Désespoir ! Désespoir ! En tous lieux, à toute heure,
N’avoir plus sous son toit, ni place, ni demeure,
Ni couche, ni festin, ni feu, ni loi, ni droit !
À la face du monde être montrés du doigt,
Muets, sans nom, sans chefs, dépouillés par le faîte,
Ainsi qu’un grand cadavre à qui manque la tête !
Trouver partout son maître au bout de son sentier !
Le retrouver encore auprès de son foyer !

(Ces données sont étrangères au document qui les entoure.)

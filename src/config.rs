use crate::s11n::FCGI_MPXS_CONNS;

use std::collections::HashMap;

/// Settings shared by the listener and every connection it accepts.
#[derive(Debug, Clone, PartialEq, Eq)]
pub struct Config {
    /// How many bytes each socket read asks for.
    pub read_buffer_size: usize,

    /// Connections served at once. Further connections wait in the OS accept backlog until a
    /// slot frees up.
    pub max_connections: usize,

    values: HashMap<String, String>,
}

impl Config {
    pub const DEFAULT_READ_BUFFER_SIZE: usize = 0xFFFF;
    pub const DEFAULT_MAX_CONNECTIONS: usize = 1024;

    pub fn new() -> Config {
        let mut values = HashMap::new();
        values.insert(FCGI_MPXS_CONNS.to_owned(), "1".to_owned());
        Config {
            read_buffer_size: Self::DEFAULT_READ_BUFFER_SIZE,
            max_connections: Self::DEFAULT_MAX_CONNECTIONS,
            values,
        }
    }

    /// Sets a variable reported to GET-VALUES queries (`FCGI_MAX_CONNS`, `FCGI_MAX_REQS`, ...).
    /// Connections copy the values when they are created, so this only affects connections
    /// accepted afterwards.
    pub fn set_value<K: Into<String>, V: ToString>(&mut self, name: K, value: V) -> &mut Config {
        self.values.insert(name.into(), value.to_string());
        self
    }

    pub fn value(&self, name: &str) -> Option<&str> {
        self.values.get(name).map(|s| s.as_str())
    }

    pub fn values(&self) -> &HashMap<String, String> {
        &self.values
    }
}

impl Default for Config {
    fn default() -> Config {
        Config::new()
    }
}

Sur son banc, à sa table, en son lit adultère ;
Et ne pouvoir parler, et ne pouvoir se taire !
N’avoir plus d’un état que le pâle semblant !
Être une ombre, en effet, qui s’efface en tremblant !
L’ombre d’un peuple mort ! Moins que cela, peut-être,
Une fable, un jouet, pour amuser son maître,
Un vieux conte oublié qu’apprennent les enfants !
Vivants, être rayés du nombre des vivants,
Comme un mot, par hasard, mal écrit sur le sable !
C’est là, c’est là la plaie immense, inguérissable !
Car voilà vers le soir, pour couronner le deuil,
Qu’une race de rois scellée en son cercueil,
Fantôme de mille ans qui convoite un fantôme,
A secoué sa cendre et cherché son royaume.
Pèlerins du tombeau, sans joie et sans remords,
Ils ont dit : levons-nous ! Et régnons sur les morts.